■ Exercise instructions
Every line in the records below that holds "AdvertisingOn" must be identified and copied.

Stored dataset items
────────────────────

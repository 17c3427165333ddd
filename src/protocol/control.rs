//! BLE control-plane messages carried on the Manager service
//!
//! Every message starts with a one-byte opcode.
//!
//! Host to co-processor:
//!
//! | Op   | Command        | Payload                                  |
//! |------|----------------|------------------------------------------|
//! | 0x00 | Ping           | none                                     |
//! | 0x01 | AdvertisingOn  | `[whitelist: u8][color: u8][name: 20]`   |
//! | 0x02 | AdvertisingOff | none                                     |
//! | 0x03 | EraseBonds     | none                                     |
//! | 0x04 | Disconnect     | none                                     |
//! | 0x05 | Ack            | none                                     |
//! | 0x06 | AllowPairing   | none                                     |
//! | 0x07 | RejectPairing  | none                                     |
//!
//! Co-processor to host:
//!
//! | Op   | Event            | Payload                 |
//! |------|------------------|-------------------------|
//! | 0x01 | Status           | see [`StatusReport`]    |
//! | 0x04 | PairingRequest   | `[code: 6]`             |
//! | 0x05 | PairingCancelled | none                    |

use heapless::Vec;

use crate::config::ble::{ADV_NAME_LEN, PAIRING_CODE_LEN};

/// Advertised name, zero padded.
pub type AdvName = [u8; ADV_NAME_LEN];

/// Largest encoded command (AdvertisingOn).
pub const MAX_COMMAND_SIZE: usize = 3 + ADV_NAME_LEN;

/// Encoded size of a status event.
pub const STATUS_SIZE: usize = 20;

/// Encoded size of a pairing request event.
pub const PAIRING_REQUEST_SIZE: usize = 1 + PAIRING_CODE_LEN;

/// Build an [`AdvName`] from bytes, truncating to [`ADV_NAME_LEN`].
pub fn adv_name(name: &[u8]) -> AdvName {
    let mut out = [0u8; ADV_NAME_LEN];
    let len = name.len().min(ADV_NAME_LEN);
    out[..len].copy_from_slice(&name[..len]);
    out
}

/// Command opcodes.
#[repr(u8)]
#[derive(Debug, Clone, Copy, PartialEq, Eq)]
pub enum CommandOpcode {
    Ping = 0x00,
    AdvertisingOn = 0x01,
    AdvertisingOff = 0x02,
    EraseBonds = 0x03,
    Disconnect = 0x04,
    Ack = 0x05,
    AllowPairing = 0x06,
    RejectPairing = 0x07,
}

/// Event opcodes.
#[repr(u8)]
#[derive(Debug, Clone, Copy, PartialEq, Eq)]
pub enum EventOpcode {
    Status = 0x01,
    PairingRequest = 0x04,
    PairingCancelled = 0x05,
}

impl EventOpcode {
    /// Try to convert a byte to an EventOpcode.
    pub fn from_byte(byte: u8) -> Option<Self> {
        match byte {
            0x01 => Some(Self::Status),
            0x04 => Some(Self::PairingRequest),
            0x05 => Some(Self::PairingCancelled),
            _ => None,
        }
    }
}

/// Command sent to the co-processor.
#[derive(Debug, Clone, Copy, PartialEq, Eq)]
pub enum ControlCommand {
    /// Request a status event.
    Ping,
    /// Start advertising; `whitelist` restricts connections to bonded peers.
    AdvertisingOn {
        whitelist: bool,
        color: u8,
        name: AdvName,
    },
    /// Stop advertising.
    AdvertisingOff,
    /// Forget all bonded peers.
    EraseBonds,
    /// Drop the current connection.
    Disconnect,
    /// Generic acknowledgement.
    Ack,
    /// Accept the pending pairing request.
    AllowPairing,
    /// Reject the pending pairing request.
    RejectPairing,
}

impl ControlCommand {
    /// Opcode of this command.
    pub fn opcode(&self) -> CommandOpcode {
        match self {
            ControlCommand::Ping => CommandOpcode::Ping,
            ControlCommand::AdvertisingOn { .. } => CommandOpcode::AdvertisingOn,
            ControlCommand::AdvertisingOff => CommandOpcode::AdvertisingOff,
            ControlCommand::EraseBonds => CommandOpcode::EraseBonds,
            ControlCommand::Disconnect => CommandOpcode::Disconnect,
            ControlCommand::Ack => CommandOpcode::Ack,
            ControlCommand::AllowPairing => CommandOpcode::AllowPairing,
            ControlCommand::RejectPairing => CommandOpcode::RejectPairing,
        }
    }

    /// Serialise to the Manager service payload.
    pub fn encode(&self) -> Vec<u8, MAX_COMMAND_SIZE> {
        let mut out = Vec::new();
        let _ = out.push(self.opcode() as u8);

        if let ControlCommand::AdvertisingOn {
            whitelist,
            color,
            name,
        } = self
        {
            let _ = out.push(*whitelist as u8);
            let _ = out.push(*color);
            let _ = out.extend_from_slice(name);
        }

        out
    }
}

/// Firmware identification from a status event.
#[derive(Debug, Clone, Copy, PartialEq, Eq, Default)]
pub struct CoprocessorInfo {
    /// SoftDevice version number.
    pub sd_version: u8,
    /// SoftDevice company id.
    pub sd_company_id: u16,
    /// SoftDevice subversion number.
    pub sd_subversion: u16,
    /// Co-processor application version.
    pub app_version: u32,
    /// Co-processor bootloader version.
    pub bld_version: u32,
}

/// Status event payload.
///
/// Layout (multi-byte fields little-endian):
/// ```text
/// [0x01][connected][advertising][advertising_whitelist][peer_count]
/// [reserved: 2][sd_version][sd_company_id: 2][sd_subversion: 2]
/// [app_version: 4][bld_version: 4]
/// ```
#[derive(Debug, Clone, Copy, PartialEq, Eq, Default)]
pub struct StatusReport {
    pub connected: bool,
    pub advertising: bool,
    pub advertising_whitelist: bool,
    pub peer_count: u8,
    pub info: CoprocessorInfo,
}

impl StatusReport {
    fn parse(data: &[u8]) -> Result<Self, ControlError> {
        if data.len() < STATUS_SIZE {
            return Err(ControlError::TooShort);
        }

        Ok(Self {
            connected: data[1] != 0,
            advertising: data[2] != 0,
            advertising_whitelist: data[3] != 0,
            peer_count: data[4],
            info: CoprocessorInfo {
                sd_version: data[7],
                sd_company_id: u16::from_le_bytes([data[8], data[9]]),
                sd_subversion: u16::from_le_bytes([data[10], data[11]]),
                app_version: u32::from_le_bytes([data[12], data[13], data[14], data[15]]),
                bld_version: u32::from_le_bytes([data[16], data[17], data[18], data[19]]),
            },
        })
    }

    /// Serialise as the co-processor would.
    pub fn encode(&self) -> [u8; STATUS_SIZE] {
        let mut out = [0u8; STATUS_SIZE];
        out[0] = EventOpcode::Status as u8;
        out[1] = self.connected as u8;
        out[2] = self.advertising as u8;
        out[3] = self.advertising_whitelist as u8;
        out[4] = self.peer_count;
        out[7] = self.info.sd_version;
        out[8..10].copy_from_slice(&self.info.sd_company_id.to_le_bytes());
        out[10..12].copy_from_slice(&self.info.sd_subversion.to_le_bytes());
        out[12..16].copy_from_slice(&self.info.app_version.to_le_bytes());
        out[16..20].copy_from_slice(&self.info.bld_version.to_le_bytes());
        out
    }
}

/// Event received from the co-processor.
#[derive(Debug, Clone, Copy, PartialEq, Eq)]
pub enum ControlEvent {
    Status(StatusReport),
    PairingRequest { code: [u8; PAIRING_CODE_LEN] },
    PairingCancelled,
}

/// Reasons a control payload is not understood.
#[derive(Debug, Clone, Copy, PartialEq, Eq)]
pub enum ControlError {
    /// No opcode byte.
    Empty,
    /// Opcode not in the event table.
    UnknownOpcode(u8),
    /// Payload shorter than its opcode requires.
    TooShort,
}

/// Parse a Manager service payload received from the co-processor.
pub fn parse_event(payload: &[u8]) -> Result<ControlEvent, ControlError> {
    let opcode = *payload.first().ok_or(ControlError::Empty)?;

    match EventOpcode::from_byte(opcode) {
        Some(EventOpcode::Status) => StatusReport::parse(payload).map(ControlEvent::Status),
        Some(EventOpcode::PairingRequest) => {
            if payload.len() < PAIRING_REQUEST_SIZE {
                return Err(ControlError::TooShort);
            }
            let mut code = [0u8; PAIRING_CODE_LEN];
            code.copy_from_slice(&payload[1..PAIRING_REQUEST_SIZE]);
            Ok(ControlEvent::PairingRequest { code })
        }
        Some(EventOpcode::PairingCancelled) => Ok(ControlEvent::PairingCancelled),
        None => Err(ControlError::UnknownOpcode(opcode)),
    }
}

────────────────────

■ Response area
//! | 0x01 | AdvertisingOn  | `[whitelist: u8][color: u8][name: 20]`   |
/// Largest encoded command (AdvertisingOn).
    AdvertisingOn = 0x01,
    AdvertisingOn {
            ControlCommand::AdvertisingOn { .. } => CommandOpcode::AdvertisingOn,
        if let ControlCommand::AdvertisingOn {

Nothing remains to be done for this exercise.